A suicide is a singularity, a black hole that distorts the perception of every person in the neighborhood of that singularity. I had a friend with some type of dystrophic disease that left her in intractable pain. She would call me frequently and complain about her doctors. She felt that there was a cure for her ailment and that the doctors were not trying hard enough. Her stories were long and tedious, and sometimes I lost interest. One time she told me that she was contemplating suicide... That got my attention. I knew I was out of my depth and told her that she should go to a psychiatrist and talk this out. She got mad at me. She said she should see a psychiatrist for even talking to someone like me. That was the last time she called me. I never called her. I was just as glad to be done with her perpetual sorrows. I had troubles of my own.....Several months later I heard that she had committed suicide. I know that my indifference was not the cause of her suicide, but I also know that my indifference was part of the sum total of human misery that pushed her over the edge....Apparently quadriplegia and intractable pain are the two physical ailments that the human spirit cannot overcome.

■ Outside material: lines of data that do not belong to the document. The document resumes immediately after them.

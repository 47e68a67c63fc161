use chrono::{Duration, Utc};
use serde_json::json;
use std::io::{BufRead, BufReader, Write};
use std::path::PathBuf;
use std::process::{Child, ChildStdin, ChildStdout, Command, Stdio};
use std::time::{SystemTime, UNIX_EPOCH};

fn temp_dir(prefix: &str) -> PathBuf {
    let p = std::env::temp_dir().join(format!(
        "{}-{}",
        prefix,
        SystemTime::now()
            .duration_since(UNIX_EPOCH)
            .expect("clock")
            .as_nanos()
    ));
    std::fs::create_dir_all(&p).expect("create temp dir");
    p
}

fn spawn_sidecar() -> (Child, ChildStdin, BufReader<ChildStdout>) {
    let exe = env!("CARGO_BIN_EXE_learnquestd");
    let mut child = Command::new(exe)
        .stdin(Stdio::piped())
        .stdout(Stdio::piped())
        .stderr(Stdio::null())
        .spawn()
        .expect("spawn learnquestd");
    let stdin = child.stdin.take().expect("child stdin");
    let stdout = child.stdout.take().expect("child stdout");
    (child, stdin, BufReader::new(stdout))
}

fn request(
    stdin: &mut ChildStdin,
    reader: &mut BufReader<ChildStdout>,
    id: &str,
    method: &str,
    params: serde_json::Value,
) -> serde_json::Value {
    let payload = json!({
        "id": id,
        "method": method,
        "params": params,
    });
    writeln!(stdin, "{}", payload).expect("write request");
    stdin.flush().expect("flush request");

    let mut line = String::new();
    reader.read_line(&mut line).expect("read response line");
    assert!(!line.trim().is_empty(), "empty response for {}", method);
    let value: serde_json::Value = serde_json::from_str(line.trim()).expect("parse response json");
    assert_eq!(value.get("id").and_then(|v| v.as_str()), Some(id));
    value
}

struct Session {
    stdin: ChildStdin,
    reader: BufReader<ChildStdout>,
    next_id: u32,
}

impl Session {
    fn call(&mut self, method: &str, params: serde_json::Value) -> serde_json::Value {
        self.next_id += 1;
        request(
            &mut self.stdin,
            &mut self.reader,
            &self.next_id.to_string(),
            method,
            params,
        )
    }

    fn call_ok(&mut self, method: &str, params: serde_json::Value) -> serde_json::Value {
        let value = self.call(method, params);
        assert!(
            value.get("ok").and_then(|v| v.as_bool()).unwrap_or(false),
            "request failed: {}",
            value
        );
        value.get("result").cloned().unwrap_or_else(|| json!({}))
    }
}

fn error_code(value: &serde_json::Value) -> Option<String> {
    value
        .get("error")
        .and_then(|e| e.get("code"))
        .and_then(|v| v.as_str())
        .map(String::from)
}

fn str_of(value: &serde_json::Value, key: &str) -> String {
    value
        .get(key)
        .and_then(|v| v.as_str())
        .unwrap_or_else(|| panic!("missing {} in {}", key, value))
        .to_string()
}

#[test]
fn essay_tests_wait_for_manual_grades() {
    let workspace = temp_dir("learnquest-grading");
    let (_child, stdin, reader) = spawn_sidecar();
    let mut s = Session {
        stdin,
        reader,
        next_id: 0,
    };

    s.call_ok(
        "workspace.select",
        json!({ "path": workspace.to_string_lossy() }),
    );
    s.call_ok("levels.seed", json!({ "count": 20 }));
    let teacher = s.call_ok(
        "users.create",
        json!({ "username": "grace", "role": "teacher" }),
    );
    let teacher_id = str_of(&teacher, "userId");
    let student = s.call_ok("users.create", json!({ "username": "ada" }));
    let student_id = str_of(&student, "userId");

    let start_time = (Utc::now() - Duration::hours(1)).to_rfc3339();
    let end_time = (Utc::now() + Duration::hours(1)).to_rfc3339();
    let test = s.call_ok(
        "tests.create",
        json!({
            "teacherId": teacher_id,
            "title": "Essay Final",
            "slug": "essay-final",
            "startTime": start_time,
            "endTime": end_time
        }),
    );
    let test_id = str_of(&test, "testId");

    let quiz = s.call_ok(
        "tests.addItem",
        json!({
            "testId": test_id,
            "kind": "quiz",
            "prompt": "2+2?",
            "answerKey": "4",
            "points": 5
        }),
    );
    let quiz_id = str_of(&quiz, "itemId");
    let essay = s.call_ok(
        "tests.addItem",
        json!({
            "testId": test_id,
            "kind": "essay",
            "prompt": "Discuss the industrial revolution.",
            "points": 10
        }),
    );
    let essay_id = str_of(&essay, "itemId");

    s.call_ok(
        "tests.assign",
        json!({ "testId": test_id, "studentId": student_id }),
    );
    s.call_ok(
        "tests.setStatus",
        json!({ "testId": test_id, "status": "scheduled" }),
    );

    let attempt = s.call_ok(
        "tests.start",
        json!({ "testId": test_id, "studentId": student_id }),
    );
    let attempt_id = str_of(&attempt, "id");

    s.call_ok(
        "tests.submitItem",
        json!({ "attemptId": attempt_id, "itemId": quiz_id, "answer": "4" }),
    );
    let essay_sub = s.call_ok(
        "tests.submitItem",
        json!({ "attemptId": attempt_id, "itemId": essay_id, "answer": "Steam changed everything." }),
    );
    let essay_sub_id = str_of(&essay_sub, "id");
    assert!(essay_sub.get("score").map(|v| v.is_null()).unwrap_or(false));

    let submitted = s.call_ok("tests.submit", json!({ "attemptId": attempt_id }));
    assert_eq!(
        submitted.get("status").and_then(|v| v.as_str()),
        Some("submitted")
    );
    assert!(submitted
        .get("totalScore")
        .map(|v| v.is_null())
        .unwrap_or(false));

    // Submitting again must fail and leave the stored attempt untouched.
    let resubmit = s.call("tests.submit", json!({ "attemptId": attempt_id }));
    assert_eq!(error_code(&resubmit).as_deref(), Some("conflict"));
    let frozen = s.call_ok("tests.attempt", json!({ "attemptId": attempt_id }));
    assert_eq!(frozen.get("status").and_then(|v| v.as_str()), Some("submitted"));

    // 11 points against a 10-point essay is out of range.
    let too_high = s.call(
        "tests.grade",
        json!({ "submissionId": essay_sub_id, "score": 11 }),
    );
    assert_eq!(error_code(&too_high).as_deref(), Some("out_of_range"));

    let graded = s.call_ok(
        "tests.grade",
        json!({ "submissionId": essay_sub_id, "score": 8, "feedback": "Good argument." }),
    );
    assert_eq!(
        graded
            .get("attempt")
            .and_then(|a| a.get("status"))
            .and_then(|v| v.as_str()),
        Some("graded")
    );
    assert_eq!(
        graded
            .get("attempt")
            .and_then(|a| a.get("totalScore"))
            .and_then(|v| v.as_f64()),
        Some(13.0)
    );
    assert_eq!(
        graded
            .get("submission")
            .and_then(|sub| sub.get("feedback"))
            .and_then(|v| v.as_str()),
        Some("Good argument.")
    );

    // The graded total became completion XP exactly once.
    let profile = s.call_ok("users.get", json!({ "userId": student_id }));
    assert_eq!(profile.get("xp").and_then(|v| v.as_i64()), Some(13));

    // Regrading adjusts the total without paying XP again.
    let regraded = s.call_ok(
        "tests.grade",
        json!({ "submissionId": essay_sub_id, "score": 9 }),
    );
    assert_eq!(
        regraded
            .get("attempt")
            .and_then(|a| a.get("totalScore"))
            .and_then(|v| v.as_f64()),
        Some(14.0)
    );
    let profile = s.call_ok("users.get", json!({ "userId": student_id }));
    assert_eq!(profile.get("xp").and_then(|v| v.as_i64()), Some(13));

    let _ = std::fs::remove_dir_all(workspace);
}
pub fn load_attempt(conn: &Connection, attempt_id: &str) -> Result<AttemptRow, DomainError> {
    let row = conn
        .query_row(
            "SELECT id, test_id, student_id, attempt_number, started_at, submitted_at,
                    time_spent_minutes, total_score, status
             FROM test_attempts
             WHERE id = ?",
            [attempt_id],
            |r| {
                Ok((
                    r.get::<_, String>(0)?,
                    r.get::<_, String>(1)?,
                    r.get::<_, String>(2)?,
                    r.get::<_, i64>(3)?,
                    r.get::<_, String>(4)?,
                    r.get::<_, Option<String>>(5)?,
                    r.get::<_, Option<i64>>(6)?,
                    r.get::<_, Option<f64>>(7)?,
                    r.get::<_, String>(8)?,
                ))
            },
        )
        .optional()
        .map_err(|e| DomainError::db("db_query_failed", e))?;
    let Some((
        id,
        test_id,
        student_id,
        attempt_number,
        started_at,
        submitted_at,
        time_spent_minutes,
        total_score,
        status,
    )) = row
    else {
        return Err(DomainError::not_found("attempt not found"));
    };

    Ok(AttemptRow {
        id,
        test_id,
        student_id,
        attempt_number,
        started_at: parse_ts(&started_at)?,
        submitted_at: submitted_at.as_deref().map(parse_ts).transpose()?,
        time_spent_minutes,
        total_score,
        status: AttemptStatus::parse(&status)
            .ok_or_else(|| DomainError::bad_params(format!("unknown attempt status '{}'", status)))?,
    })
}

pub fn load_submission(conn: &Connection, submission_id: &str) -> Result<SubmissionRow, DomainError> {
    let row = conn
        .query_row(
            "SELECT id, test_attempt_id, test_item_id, answer, score, is_correct, feedback
             FROM test_item_submissions
             WHERE id = ?",
            [submission_id],
            |r| {
                Ok(SubmissionRow {
                    id: r.get(0)?,
                    test_attempt_id: r.get(1)?,
                    test_item_id: r.get(2)?,
                    answer: r.get(3)?,
                    score: r.get(4)?,
                    is_correct: r.get::<_, Option<i64>>(5)?.map(|v| v != 0),
                    feedback: r.get(6)?,
                })
            },
        )
        .optional()
        .map_err(|e| DomainError::db("db_query_failed", e))?;
    row.ok_or_else(|| DomainError::not_found("submission not found"))
}

/// Student availability is derived, not trusted from `status` alone: the
/// persisted status must be scheduled/active AND the clock must sit inside
/// the window. Missing bounds leave that side open.
pub fn is_open_for_students(test: &TestRow, now: DateTime<Utc>) -> bool {
    if !matches!(test.status, TestStatus::Scheduled | TestStatus::Active) {
        return false;
    }
    if let Some(start) = test.start_time {
        if now < start {
            return false;
        }
    }
    if let Some(end) = test.end_time {
        if now > end {
            return false;
        }
    }
    true
}

/// Administrative transitions: draft -> scheduled -> active, and anything can
/// be archived. Closing runs through `close_test` because of its side effects.
pub fn set_status(
    conn: &Connection,
    test_id: &str,
    target: TestStatus,
) -> Result<TestRow, DomainError> {
    let test = load_test(conn, test_id)?;

    let allowed = match (test.status, target) {
        (_, TestStatus::Archived) => test.status != TestStatus::Archived,
        (TestStatus::Draft, TestStatus::Scheduled) => true,
        (TestStatus::Scheduled, TestStatus::Active) => true,
        _ => false,
    };
    if target == TestStatus::Closed {
        return Err(DomainError::bad_params("use tests.close to close a test"));
    }
    if !allowed {
        return Err(DomainError::conflict(
            "bad_transition",
            format!(
                "cannot transition test from {} to {}",
                test.status.as_str(),
                target.as_str()
            ),
        ));
    }

    conn.execute(
        "UPDATE tests SET status = ? WHERE id = ?",
        (target.as_str(), test_id),
    )
    .map_err(|e| DomainError::db("db_update_failed", e))?;

    load_test(conn, test_id)
}

pub fn start_attempt(
    conn: &Connection,
    test_id: &str,
    student_id: &str,
    now: DateTime<Utc>,
) -> Result<AttemptRow, DomainError> {
    let test = load_test(conn, test_id)?;

    let student_exists: Option<i64> = conn
        .query_row("SELECT 1 FROM users WHERE id = ?", [student_id], |r| r.get(0))
        .optional()
        .map_err(|e| DomainError::db("db_query_failed", e))?;
    if student_exists.is_none() {
        return Err(DomainError::not_found("student not found"));
    }

    let assigned: Option<i64> = conn
        .query_row(
            "SELECT 1 FROM test_students WHERE test_id = ? AND student_id = ?",
            (test_id, student_id),
            |r| r.get(0),
        )
        .optional()
        .map_err(|e| DomainError::db("db_query_failed", e))?;
    if assigned.is_none() {
        return Err(DomainError::conflict(
            "not_assigned",
            "student is not assigned to this test",
        ));
    }

    if !is_open_for_students(&test, now) {
        return Err(DomainError::conflict(
            "test_not_open",
            "test is not open for attempts",
        ));
    }

    // Abandoned attempts do not consume the allowance.
    let used: i64 = conn
        .query_row(
            "SELECT COUNT(*) FROM test_attempts
             WHERE test_id = ? AND student_id = ? AND status != 'abandoned'",
            (test_id, student_id),
            |r| r.get(0),
        )
        .map_err(|e| DomainError::db("db_query_failed", e))?;
    if used >= test.max_attempts {
        return Err(DomainError::conflict(
            "attempt_limit",
            format!("attempt limit of {} reached", test.max_attempts),
        ));
    }

    let attempt_number: i64 = conn
        .query_row(
            "SELECT COALESCE(MAX(attempt_number), 0) + 1 FROM test_attempts
             WHERE test_id = ? AND student_id = ?",
            (test_id, student_id),
            |r| r.get(0),
        )
        .map_err(|e| DomainError::db("db_query_failed", e))?;

    let attempt_id = Uuid::new_v4().to_string();
    let insert = conn.execute(
        "INSERT INTO test_attempts(id, test_id, student_id, attempt_number, started_at, status)
         VALUES(?, ?, ?, ?, ?, 'in_progress')",
        (
            &attempt_id,
            test_id,
            student_id,
            attempt_number,
            fmt_ts(now),
        ),
    );
    if let Err(e) = insert {
        // The unique key on (test, student, attempt_number) backstops two
        // overlapping starts that both passed the count check.
        if let rusqlite::Error::SqliteFailure(code, _) = &e {
            if code.code == rusqlite::ErrorCode::ConstraintViolation {
                return Err(DomainError::conflict(
                    "attempt_conflict",
                    "a concurrent attempt start won; retry",
                ));
            }
        }
        return Err(DomainError::db("db_insert_failed", e));
    }

    load_attempt(conn, &attempt_id)
}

I know this as a fact because I participated in her death, and it is important that everyone, especially me, know that I did not participate in her death.....I think something like this is going on in the Lori Drew case. Very few children pass through adolesence without encountering the malice of a few adults. Lori Drew was a woman of considerable malice but she was not omnipotent. It is absolutely essential for the mother of Megan and for her friends and teachers to throw as much of the blame on Lori Drew as possible. It diminishes their own guilt....I wish God existed so that on the day of Last Judgement he could exactly apportion your involvement in the world's evil and there would be an end to second guessing.

Freeman Hunt said...

Now, if your argument is you think there should be some dipshit crimes that everyone commits so that prosecutors can get convictions whenever there's someone they'd like to convict for some completely other reason, then you support lawless, abusive government.

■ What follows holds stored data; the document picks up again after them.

mod achievements;
mod backup;
mod db;
mod domain;
mod events;
mod exams;
mod ipc;
mod progression;
mod srs;

use std::io::{self, BufRead, Write};

fn main() {
    let mut state = ipc::AppState {
        workspace: None,
        db: None,
    };

    let stdin = io::stdin();
    let mut stdout = io::stdout();

    for line in stdin.lock().lines() {
        let line = match line {
            Ok(v) => v,
            Err(_) => break,
        };
        if line.trim().is_empty() {
            continue;
        }

        let req: ipc::Request = match serde_json::from_str(&line) {
            Ok(v) => v,
            Err(e) => {
                // No request id to echo back; reply with a bare error line.
                let _ = writeln!(
                    stdout,
                    "{{\"ok\":false,\"error\":{{\"code\":\"bad_json\",\"message\":\"{}\"}}}}",
                    e
                );
                let _ = stdout.flush();
                continue;
            }
        };

        let resp = ipc::handle_request(&mut state, req);
        let _ = writeln!(
            stdout,
            "{}",
            serde_json::to_string(&resp).unwrap_or_else(|_| "{\"ok\":false}".to_string())
        );
        let _ = stdout.flush();
    }
}
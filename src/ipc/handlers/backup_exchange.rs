use crate::backup;
use crate::db;
use crate::ipc::error::{err, ok};
use crate::ipc::types::{AppState, Request};
use serde_json::json;
use std::path::PathBuf;

fn handle_export_bundle(state: &mut AppState, req: &Request) -> serde_json::Value {
    let Some(workspace) = state.workspace.clone() else {
        return err(&req.id, "no_workspace", "select a workspace first", None);
    };

    let out_path = match req.params.get("outPath").and_then(|v| v.as_str()) {
        Some(v) => PathBuf::from(v),
        None => return err(&req.id, "bad_params", "missing outPath", None),
    };

    match backup::export_workspace_bundle(&workspace, &out_path) {
        Ok(summary) => ok(
            &req.id,
            json!({
                "bundleFormat": summary.bundle_format,
                "entryCount": summary.entry_count,
                "dbSha256": summary.db_sha256,
                "outPath": out_path.to_string_lossy()
            }),
        ),
        Err(e) => err(&req.id, "export_failed", format!("{e:?}"), None),
    }
}

fn handle_import_bundle(state: &mut AppState, req: &Request) -> serde_json::Value {
    let Some(workspace) = state.workspace.clone() else {
        return err(&req.id, "no_workspace", "select a workspace first", None);
    };

    let in_path = match req.params.get("inPath").and_then(|v| v.as_str()) {
        Some(v) => PathBuf::from(v),
        None => return err(&req.id, "bad_params", "missing inPath", None),
    };

    // Release the handle on the database being replaced.
    state.db = None;

    if let Err(e) = backup::import_workspace_bundle(&in_path, &workspace) {
        // Reopen whatever is on disk so the session stays usable.
        state.db = db::open_db(&workspace).ok();
        return err(&req.id, "import_failed", format!("{e:?}"), None);
    }

    match db::open_db(&workspace) {
        Ok(conn) => {
            state.db = Some(conn);
            ok(&req.id, json!({ "workspacePath": workspace.to_string_lossy() }))
        }
        Err(e) => err(&req.id, "db_open_failed", format!("{e:?}"), None),
    }
}

pub fn try_handle(state: &mut AppState, req: &Request) -> Option<serde_json::Value> {
    match req.method.as_str() {
        "workspace.exportBundle" => Some(handle_export_bundle(state, req)),
        "workspace.importBundle" => Some(handle_import_bundle(state, req)),
        _ => None,
    }
}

Exactly! And Drew's being a monster is far less monsterous than the possibilities of giving prosecutors this power.

Zachary Paul Sire said...

I don't know why she wasn't brought up on some sort of child abuse charges. No one seems to care nor did they consider it particularly disgusting that this was an adult woman deliberately toying with a child's mind over the internet.

At the very least, how is she fit to be a mother?

I argued over and over again (in another comment thread) that she should have been charged with pedophilia or treated as a sex offender. The question I asked then and will ask again now is how is molesting a child's mind any different than molesting her body?

Freeman Hunt said...

she should have been charged with pedophilia or treated as a sex offender

I wouldn't support that stretch either, unless she was having "cyber sex" with this girl. Redefining crimes after the fact because the defendant is horribly unsympathetic is wrong.

Emotional abuse though, definitely. I don't know if they have a state statute that covers that or not.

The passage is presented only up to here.